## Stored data
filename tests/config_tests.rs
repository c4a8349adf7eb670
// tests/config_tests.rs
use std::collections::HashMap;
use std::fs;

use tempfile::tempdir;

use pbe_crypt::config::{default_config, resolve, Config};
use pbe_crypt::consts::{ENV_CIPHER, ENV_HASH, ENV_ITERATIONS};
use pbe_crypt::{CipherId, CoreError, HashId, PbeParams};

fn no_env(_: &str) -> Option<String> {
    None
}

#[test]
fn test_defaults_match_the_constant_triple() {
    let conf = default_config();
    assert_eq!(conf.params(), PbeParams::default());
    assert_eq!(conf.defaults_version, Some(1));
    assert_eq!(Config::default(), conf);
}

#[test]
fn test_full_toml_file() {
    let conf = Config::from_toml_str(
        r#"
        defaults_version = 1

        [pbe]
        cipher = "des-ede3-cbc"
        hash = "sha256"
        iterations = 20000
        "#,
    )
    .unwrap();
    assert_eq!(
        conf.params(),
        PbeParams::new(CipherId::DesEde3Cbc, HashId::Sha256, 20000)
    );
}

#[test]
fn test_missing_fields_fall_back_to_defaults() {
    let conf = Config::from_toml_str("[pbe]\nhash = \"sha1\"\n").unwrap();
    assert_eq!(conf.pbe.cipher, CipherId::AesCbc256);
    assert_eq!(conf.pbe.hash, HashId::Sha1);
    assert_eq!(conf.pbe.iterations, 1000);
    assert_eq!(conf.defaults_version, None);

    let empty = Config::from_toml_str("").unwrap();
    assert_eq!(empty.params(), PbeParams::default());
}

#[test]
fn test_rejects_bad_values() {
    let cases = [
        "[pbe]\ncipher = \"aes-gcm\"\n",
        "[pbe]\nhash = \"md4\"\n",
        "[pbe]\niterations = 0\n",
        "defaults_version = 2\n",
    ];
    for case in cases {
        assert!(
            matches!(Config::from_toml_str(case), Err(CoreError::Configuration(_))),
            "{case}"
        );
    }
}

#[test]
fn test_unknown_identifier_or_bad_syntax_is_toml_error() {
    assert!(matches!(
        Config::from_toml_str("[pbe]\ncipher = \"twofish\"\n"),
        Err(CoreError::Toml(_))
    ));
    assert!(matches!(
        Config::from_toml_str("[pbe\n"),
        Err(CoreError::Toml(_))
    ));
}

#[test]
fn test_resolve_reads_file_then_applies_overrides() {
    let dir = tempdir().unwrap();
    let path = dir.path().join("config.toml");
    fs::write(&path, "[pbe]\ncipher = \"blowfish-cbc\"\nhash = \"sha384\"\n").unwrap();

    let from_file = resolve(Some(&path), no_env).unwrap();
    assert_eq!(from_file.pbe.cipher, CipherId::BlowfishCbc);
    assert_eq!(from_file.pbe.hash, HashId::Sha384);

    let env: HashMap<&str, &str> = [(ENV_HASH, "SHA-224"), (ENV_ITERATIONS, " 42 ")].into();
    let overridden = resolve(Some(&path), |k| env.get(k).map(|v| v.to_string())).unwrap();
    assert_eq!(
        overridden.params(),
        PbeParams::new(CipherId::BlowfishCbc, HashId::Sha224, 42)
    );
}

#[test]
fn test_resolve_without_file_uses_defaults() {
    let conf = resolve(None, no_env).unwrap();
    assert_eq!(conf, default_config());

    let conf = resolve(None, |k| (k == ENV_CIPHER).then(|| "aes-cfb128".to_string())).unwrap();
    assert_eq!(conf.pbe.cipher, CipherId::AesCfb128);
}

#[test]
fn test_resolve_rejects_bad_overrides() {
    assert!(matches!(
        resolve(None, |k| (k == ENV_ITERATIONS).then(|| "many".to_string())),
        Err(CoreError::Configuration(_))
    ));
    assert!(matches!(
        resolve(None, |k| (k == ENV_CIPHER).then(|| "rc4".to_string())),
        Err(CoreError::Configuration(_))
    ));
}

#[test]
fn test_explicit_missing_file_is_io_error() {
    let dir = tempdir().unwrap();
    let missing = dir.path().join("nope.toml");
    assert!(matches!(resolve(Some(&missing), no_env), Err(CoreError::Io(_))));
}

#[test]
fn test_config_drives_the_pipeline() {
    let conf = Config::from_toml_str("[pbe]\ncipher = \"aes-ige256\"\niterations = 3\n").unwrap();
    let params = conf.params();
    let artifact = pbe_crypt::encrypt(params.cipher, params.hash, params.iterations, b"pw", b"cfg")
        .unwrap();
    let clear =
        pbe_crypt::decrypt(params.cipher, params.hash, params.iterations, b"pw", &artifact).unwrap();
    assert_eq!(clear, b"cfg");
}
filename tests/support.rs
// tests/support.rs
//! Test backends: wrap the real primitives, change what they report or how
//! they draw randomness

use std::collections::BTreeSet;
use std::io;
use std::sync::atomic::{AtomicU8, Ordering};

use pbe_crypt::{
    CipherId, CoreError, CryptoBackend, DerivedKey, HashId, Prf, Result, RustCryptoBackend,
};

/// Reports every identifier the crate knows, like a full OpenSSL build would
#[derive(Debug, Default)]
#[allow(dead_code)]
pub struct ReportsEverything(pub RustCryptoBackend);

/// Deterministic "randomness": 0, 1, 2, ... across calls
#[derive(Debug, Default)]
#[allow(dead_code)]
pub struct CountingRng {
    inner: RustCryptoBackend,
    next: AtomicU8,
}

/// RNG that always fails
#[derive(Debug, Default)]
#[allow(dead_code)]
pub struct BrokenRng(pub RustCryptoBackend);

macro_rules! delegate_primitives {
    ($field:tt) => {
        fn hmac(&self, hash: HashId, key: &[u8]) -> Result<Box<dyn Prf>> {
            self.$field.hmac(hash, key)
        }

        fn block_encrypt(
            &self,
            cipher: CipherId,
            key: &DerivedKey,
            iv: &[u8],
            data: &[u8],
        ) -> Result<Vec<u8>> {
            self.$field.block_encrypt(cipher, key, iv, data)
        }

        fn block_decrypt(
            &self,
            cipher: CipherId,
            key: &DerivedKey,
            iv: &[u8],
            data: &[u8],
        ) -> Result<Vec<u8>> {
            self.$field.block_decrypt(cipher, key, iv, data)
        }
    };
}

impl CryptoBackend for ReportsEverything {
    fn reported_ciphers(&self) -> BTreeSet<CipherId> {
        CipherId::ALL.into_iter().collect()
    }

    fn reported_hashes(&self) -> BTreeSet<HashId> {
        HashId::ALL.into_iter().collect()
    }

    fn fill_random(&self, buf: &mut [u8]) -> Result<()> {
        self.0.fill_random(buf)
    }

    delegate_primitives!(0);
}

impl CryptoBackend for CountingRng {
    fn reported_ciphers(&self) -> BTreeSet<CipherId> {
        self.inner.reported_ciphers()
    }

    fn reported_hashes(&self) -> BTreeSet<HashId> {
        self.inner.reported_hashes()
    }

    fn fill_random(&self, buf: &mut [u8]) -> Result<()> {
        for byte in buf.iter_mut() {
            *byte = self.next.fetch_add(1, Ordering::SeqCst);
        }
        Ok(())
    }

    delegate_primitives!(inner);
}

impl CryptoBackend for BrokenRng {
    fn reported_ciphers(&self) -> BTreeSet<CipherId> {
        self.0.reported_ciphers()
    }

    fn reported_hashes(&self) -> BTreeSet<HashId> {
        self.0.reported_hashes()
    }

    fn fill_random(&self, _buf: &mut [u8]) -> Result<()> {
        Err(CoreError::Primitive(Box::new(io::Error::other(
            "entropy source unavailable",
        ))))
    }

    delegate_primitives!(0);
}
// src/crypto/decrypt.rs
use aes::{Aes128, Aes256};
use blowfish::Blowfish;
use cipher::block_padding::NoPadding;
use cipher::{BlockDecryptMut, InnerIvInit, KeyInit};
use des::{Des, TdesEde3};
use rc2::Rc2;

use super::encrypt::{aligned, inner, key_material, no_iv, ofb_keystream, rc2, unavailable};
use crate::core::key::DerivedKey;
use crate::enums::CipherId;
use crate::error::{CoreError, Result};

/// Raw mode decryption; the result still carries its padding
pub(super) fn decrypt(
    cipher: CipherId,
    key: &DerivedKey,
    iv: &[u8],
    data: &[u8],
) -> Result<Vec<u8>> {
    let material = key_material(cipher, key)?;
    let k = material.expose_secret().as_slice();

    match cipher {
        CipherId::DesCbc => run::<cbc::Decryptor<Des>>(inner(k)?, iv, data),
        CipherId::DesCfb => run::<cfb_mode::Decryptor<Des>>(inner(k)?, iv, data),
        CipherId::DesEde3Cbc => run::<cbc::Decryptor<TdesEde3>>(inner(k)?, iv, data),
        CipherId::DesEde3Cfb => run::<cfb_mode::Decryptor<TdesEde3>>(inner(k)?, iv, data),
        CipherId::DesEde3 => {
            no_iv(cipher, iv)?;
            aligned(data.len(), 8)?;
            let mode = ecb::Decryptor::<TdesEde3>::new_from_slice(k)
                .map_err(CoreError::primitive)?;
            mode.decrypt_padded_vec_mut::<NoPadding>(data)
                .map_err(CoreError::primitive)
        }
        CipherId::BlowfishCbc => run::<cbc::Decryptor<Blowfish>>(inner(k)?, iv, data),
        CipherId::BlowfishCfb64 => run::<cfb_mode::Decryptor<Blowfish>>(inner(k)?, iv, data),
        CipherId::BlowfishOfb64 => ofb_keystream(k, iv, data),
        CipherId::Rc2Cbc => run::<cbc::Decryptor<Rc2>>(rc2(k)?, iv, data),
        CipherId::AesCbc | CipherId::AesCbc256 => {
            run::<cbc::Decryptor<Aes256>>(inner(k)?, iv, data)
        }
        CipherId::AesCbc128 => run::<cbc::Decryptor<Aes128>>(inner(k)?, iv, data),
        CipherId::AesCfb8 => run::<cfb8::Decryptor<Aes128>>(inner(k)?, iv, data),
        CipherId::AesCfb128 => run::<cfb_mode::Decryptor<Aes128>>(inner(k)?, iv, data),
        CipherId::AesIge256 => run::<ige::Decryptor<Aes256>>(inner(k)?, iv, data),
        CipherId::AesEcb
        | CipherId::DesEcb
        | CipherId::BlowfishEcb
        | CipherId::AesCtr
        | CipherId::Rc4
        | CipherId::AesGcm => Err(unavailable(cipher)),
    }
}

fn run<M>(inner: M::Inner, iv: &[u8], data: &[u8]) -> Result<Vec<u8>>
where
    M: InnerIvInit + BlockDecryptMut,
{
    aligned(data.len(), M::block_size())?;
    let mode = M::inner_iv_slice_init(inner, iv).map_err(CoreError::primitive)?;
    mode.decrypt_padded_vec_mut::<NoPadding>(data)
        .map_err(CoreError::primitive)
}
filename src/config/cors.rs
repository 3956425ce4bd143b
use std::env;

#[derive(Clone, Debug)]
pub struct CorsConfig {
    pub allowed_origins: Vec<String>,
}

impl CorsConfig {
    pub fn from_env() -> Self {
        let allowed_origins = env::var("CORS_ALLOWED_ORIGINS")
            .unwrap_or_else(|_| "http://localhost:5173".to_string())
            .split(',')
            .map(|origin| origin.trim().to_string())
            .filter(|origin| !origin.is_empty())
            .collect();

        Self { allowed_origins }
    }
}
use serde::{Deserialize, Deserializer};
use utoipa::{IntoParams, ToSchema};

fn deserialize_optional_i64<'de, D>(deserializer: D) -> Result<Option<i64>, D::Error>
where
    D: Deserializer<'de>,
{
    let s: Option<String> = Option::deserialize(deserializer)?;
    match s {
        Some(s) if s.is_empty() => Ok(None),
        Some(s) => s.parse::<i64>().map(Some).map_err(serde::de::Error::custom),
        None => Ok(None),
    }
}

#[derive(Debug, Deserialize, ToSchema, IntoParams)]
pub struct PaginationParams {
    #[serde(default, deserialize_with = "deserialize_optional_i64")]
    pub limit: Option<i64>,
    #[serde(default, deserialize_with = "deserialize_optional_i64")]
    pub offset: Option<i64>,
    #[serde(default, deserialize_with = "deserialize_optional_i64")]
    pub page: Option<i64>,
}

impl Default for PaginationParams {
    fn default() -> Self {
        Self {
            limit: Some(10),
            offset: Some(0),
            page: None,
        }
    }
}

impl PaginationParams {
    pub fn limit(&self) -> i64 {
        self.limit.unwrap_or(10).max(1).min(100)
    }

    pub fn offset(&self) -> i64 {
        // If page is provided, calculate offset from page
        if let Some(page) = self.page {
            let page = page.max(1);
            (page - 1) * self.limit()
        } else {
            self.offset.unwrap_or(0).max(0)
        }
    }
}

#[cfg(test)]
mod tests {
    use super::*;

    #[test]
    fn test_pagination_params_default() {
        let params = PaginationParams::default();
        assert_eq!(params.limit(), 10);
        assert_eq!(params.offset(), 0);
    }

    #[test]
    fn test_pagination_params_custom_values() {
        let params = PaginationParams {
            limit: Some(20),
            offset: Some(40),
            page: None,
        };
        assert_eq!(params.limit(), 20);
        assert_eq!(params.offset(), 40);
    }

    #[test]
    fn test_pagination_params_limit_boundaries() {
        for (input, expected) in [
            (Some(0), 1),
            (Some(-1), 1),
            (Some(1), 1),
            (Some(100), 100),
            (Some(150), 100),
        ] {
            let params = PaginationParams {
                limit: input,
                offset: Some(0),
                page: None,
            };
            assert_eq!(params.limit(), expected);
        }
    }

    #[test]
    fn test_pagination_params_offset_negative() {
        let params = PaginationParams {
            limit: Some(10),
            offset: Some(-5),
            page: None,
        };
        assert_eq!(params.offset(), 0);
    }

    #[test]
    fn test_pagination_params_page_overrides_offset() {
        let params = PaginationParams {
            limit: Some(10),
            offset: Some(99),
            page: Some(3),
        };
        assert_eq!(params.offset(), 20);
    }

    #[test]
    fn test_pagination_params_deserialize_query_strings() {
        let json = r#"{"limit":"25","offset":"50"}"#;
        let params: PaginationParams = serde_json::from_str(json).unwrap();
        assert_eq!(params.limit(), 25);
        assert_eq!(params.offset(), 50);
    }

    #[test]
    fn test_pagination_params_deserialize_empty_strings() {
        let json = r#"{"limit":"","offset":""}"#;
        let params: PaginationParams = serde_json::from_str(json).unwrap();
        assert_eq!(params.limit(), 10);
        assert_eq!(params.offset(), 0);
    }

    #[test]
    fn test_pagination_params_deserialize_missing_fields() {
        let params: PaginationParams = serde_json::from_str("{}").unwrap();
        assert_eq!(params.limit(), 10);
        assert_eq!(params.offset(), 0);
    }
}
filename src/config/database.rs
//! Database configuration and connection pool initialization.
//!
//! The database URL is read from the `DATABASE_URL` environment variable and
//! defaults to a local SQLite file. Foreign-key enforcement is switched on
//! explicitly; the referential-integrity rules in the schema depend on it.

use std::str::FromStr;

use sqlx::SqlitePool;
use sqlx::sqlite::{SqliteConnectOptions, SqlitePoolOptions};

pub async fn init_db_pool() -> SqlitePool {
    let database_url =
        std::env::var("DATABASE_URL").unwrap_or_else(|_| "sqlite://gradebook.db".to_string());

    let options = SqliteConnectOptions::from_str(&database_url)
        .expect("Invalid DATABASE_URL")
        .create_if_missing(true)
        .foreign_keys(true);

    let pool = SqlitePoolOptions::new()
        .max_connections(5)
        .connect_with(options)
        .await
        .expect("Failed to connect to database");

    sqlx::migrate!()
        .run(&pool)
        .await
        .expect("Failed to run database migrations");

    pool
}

## Exercise objective
Return each line of the data that contains the string "unavailable".

## Task result
            "entropy source unavailable",
use super::encrypt::{aligned, inner, key_material, no_iv, ofb_keystream, rc2, unavailable};
        | CipherId::AesGcm => Err(unavailable(cipher)),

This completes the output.